Tito melemparkan kunci motor yang biasa dipakai oleh Toto. Tito mengembalikan motor yang seumur hidupnya enggan ia gunakan. Tito lebih sering menggunakan mobil kemanapun ia pergi, tidak seperti Toto yang malas berlama-lama dimanapun ia berada kecuali di basecamp ini, entah itu hujan, panas atau apapun itu, terkadang dengan berpikirpun malasnya tidak tertolong kalau lagi kumat.
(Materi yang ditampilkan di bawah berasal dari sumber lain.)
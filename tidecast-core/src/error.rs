//! Request-level error taxonomy and its HTTP rendering.

use axum::Json;
use axum::http::StatusCode;
use axum::response::{IntoResponse, Response};
use serde_json::json;

use crate::media::ProbeError;
use crate::source::SourceError;
use crate::transcode::TranscodeError;

/// Every way a relay request can fail before response bytes are sent.
///
/// Once streaming has begun, failures can only terminate the connection and
/// never surface as a `RelayError`.
#[derive(Debug, thiserror::Error)]
pub enum RelayError {
    #[error("Missing required query parameter '{name}'")]
    MissingParameter { name: &'static str },

    #[error("Invalid query parameter '{name}': {reason}")]
    InvalidParameter { name: &'static str, reason: String },

    #[error("Upstream unavailable: {reason}")]
    UpstreamUnavailable { reason: String },

    #[error("Upstream responded with HTTP {status}")]
    UpstreamHttpError { status: u16 },

    #[error("Source is {size_mb} MB, above the {limit_mb} MB limit; try a lower-bitrate source")]
    SourceTooLarge { size_mb: u64, limit_mb: u64 },

    #[error("Probe failed: {reason}")]
    ProbeFailed { reason: String },

    #[error("Transcode failed: {reason}")]
    TranscodeFailed { reason: String },

    #[error("Configuration error: {reason}")]
    Configuration { reason: String },
}

impl RelayError {
    pub fn status_code(&self) -> StatusCode {
        match self {
            RelayError::MissingParameter { .. } | RelayError::InvalidParameter { .. } => {
                StatusCode::BAD_REQUEST
            }
            RelayError::SourceTooLarge { .. } => StatusCode::PAYLOAD_TOO_LARGE,
            RelayError::UpstreamUnavailable { .. }
            | RelayError::UpstreamHttpError { .. }
            | RelayError::ProbeFailed { .. }
            | RelayError::TranscodeFailed { .. }
            | RelayError::Configuration { .. } => StatusCode::INTERNAL_SERVER_ERROR,
        }
    }

    /// Stable machine-readable code for the JSON body.
    pub fn error_code(&self) -> &'static str {
        match self {
            RelayError::MissingParameter { .. } => "missing_parameter",
            RelayError::InvalidParameter { .. } => "invalid_parameter",
            RelayError::UpstreamUnavailable { .. } => "upstream_unavailable",
            RelayError::UpstreamHttpError { .. } => "upstream_http_error",
            RelayError::SourceTooLarge { .. } => "source_too_large",
            RelayError::ProbeFailed { .. } => "probe_failed",
            RelayError::TranscodeFailed { .. } => "transcode_failed",
            RelayError::Configuration { .. } => "configuration_error",
        }
    }

    /// Checks if this error is due to the caller's request.
    pub fn is_client_error(&self) -> bool {
        self.status_code().is_client_error()
    }
}

impl From<SourceError> for RelayError {
    fn from(error: SourceError) -> Self {
        match error {
            SourceError::Unavailable { reason } => RelayError::UpstreamUnavailable { reason },
            SourceError::HttpStatus { status } => RelayError::UpstreamHttpError { status },
            SourceError::Body { reason } => RelayError::UpstreamUnavailable { reason },
        }
    }
}

impl From<ProbeError> for RelayError {
    fn from(error: ProbeError) -> Self {
        match error {
            ProbeError::Failed { reason } => RelayError::ProbeFailed { reason },
        }
    }
}

impl From<TranscodeError> for RelayError {
    fn from(error: TranscodeError) -> Self {
        match error {
            TranscodeError::EngineUnavailable { reason } | TranscodeError::Failed { reason } => {
                RelayError::TranscodeFailed { reason }
            }
        }
    }
}

impl IntoResponse for RelayError {
    fn into_response(self) -> Response {
        let status = self.status_code();
        let mut body = json!({
            "error": self.error_code(),
            "message": self.to_string(),
        });

        match &self {
            RelayError::UpstreamHttpError { status } => {
                body["upstreamStatus"] = json!(status);
            }
            RelayError::SourceTooLarge { size_mb, limit_mb } => {
                body["sizeMb"] = json!(size_mb);
                body["limitMb"] = json!(limit_mb);
            }
            _ => {}
        }

        (status, Json(body)).into_response()
    }
}

#[cfg(test)]
mod tests {
    use axum::body::to_bytes;

    use super::*;

    async fn render(error: RelayError) -> (StatusCode, serde_json::Value) {
        let response = error.into_response();
        let status = response.status();
        let bytes = to_bytes(response.into_body(), usize::MAX).await.unwrap();
        (status, serde_json::from_slice(&bytes).unwrap())
    }

    #[test]
    fn test_status_mapping() {
        assert_eq!(
            RelayError::MissingParameter { name: "url" }.status_code(),
            StatusCode::BAD_REQUEST
        );
        assert_eq!(
            RelayError::SourceTooLarge {
                size_mb: 40_000,
                limit_mb: 30_000
            }
            .status_code(),
            StatusCode::PAYLOAD_TOO_LARGE
        );
        assert_eq!(
            RelayError::UpstreamHttpError { status: 404 }.status_code(),
            StatusCode::INTERNAL_SERVER_ERROR
        );
        assert!(
            RelayError::InvalidParameter {
                name: "url",
                reason: "unsupported scheme".to_string()
            }
            .is_client_error()
        );
        assert!(
            !RelayError::ProbeFailed {
                reason: "truncated".to_string()
            }
            .is_client_error()
        );
    }

    #[test]
    fn test_component_errors_convert() {
        let error: RelayError = SourceError::HttpStatus { status: 403 }.into();
        assert!(matches!(error, RelayError::UpstreamHttpError { status: 403 }));

        let error: RelayError = SourceError::Body {
            reason: "reset".to_string(),
        }
        .into();
        assert!(matches!(error, RelayError::UpstreamUnavailable { .. }));

        let error: RelayError = TranscodeError::EngineUnavailable {
            reason: "no ffmpeg".to_string(),
        }
        .into();
        assert_eq!(error.error_code(), "transcode_failed");
    }

    #[tokio::test]
    async fn test_missing_parameter_body() {
        let (status, body) = render(RelayError::MissingParameter { name: "url" }).await;

        assert_eq!(status, StatusCode::BAD_REQUEST);
        assert_eq!(body["error"], "missing_parameter");
        assert!(body["message"].as_str().unwrap().contains("url"));
    }

    #[tokio::test]
    async fn test_size_rejection_body() {
        let (status, body) = render(RelayError::SourceTooLarge {
            size_mb: 31_000,
            limit_mb: 30_000,
        })
        .await;

        assert_eq!(status, StatusCode::PAYLOAD_TOO_LARGE);
        assert_eq!(body["error"], "source_too_large");
        assert_eq!(body["sizeMb"], 31_000);
        assert_eq!(body["limitMb"], 30_000);
        assert!(body["message"].as_str().unwrap().contains("lower-bitrate"));
    }

    #[tokio::test]
    async fn test_upstream_status_body() {
        let (_, body) = render(RelayError::UpstreamHttpError { status: 502 }).await;
        assert_eq!(body["upstreamStatus"], 502);
    }
}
Aku berpikir sepertinya tidak ada jalan yang dia ingat kecuali jalan menuju besecamp ini dan uda Edi, tapi anehnya dia memiliki pengetahuan yang luas, itulah kehebatan si cowok internal. Sedangkan Tito si cowok eksternal biasa menghabiskan hidupnya dijalanan bersama teman dan wanitanya, tidak ada tempat atau gang sempit yang tidak diketahui olehnya, karenanya menjadi sebuah keajaiban bisa melihat sosoknya mengunjungi tempat ini. Pulang kerumahpun hanya numpang tidur, mandi dan ganti pakaian.
Tito bukanlah orang yang pelit, ia sangat royal dalam berbagi dengan siapapun, terkadang itu juga yang aku bingungkan, ia memang mudah berbagi atau mudah dimamfaatkan. Hal itu juga yang Toto takutkan. Ia takut jika mereka berteman bukan karena tulus ingin berteman. Meski mereka berdua jarang bersama dan akur, tapi diam-diam mereka seolah-olah saling memperhatikan satu sama lain, minimal mereka tahu keadaan dan terlihat masih mampu untuk berjalan. Terbukti setiap kali Toto tidak ada dirumah, Tito mengetahui tempat dimana Toto sedang berada begitupun sebaliknya. Dan aku anggap itu adalah "keajaiban saudara kembar".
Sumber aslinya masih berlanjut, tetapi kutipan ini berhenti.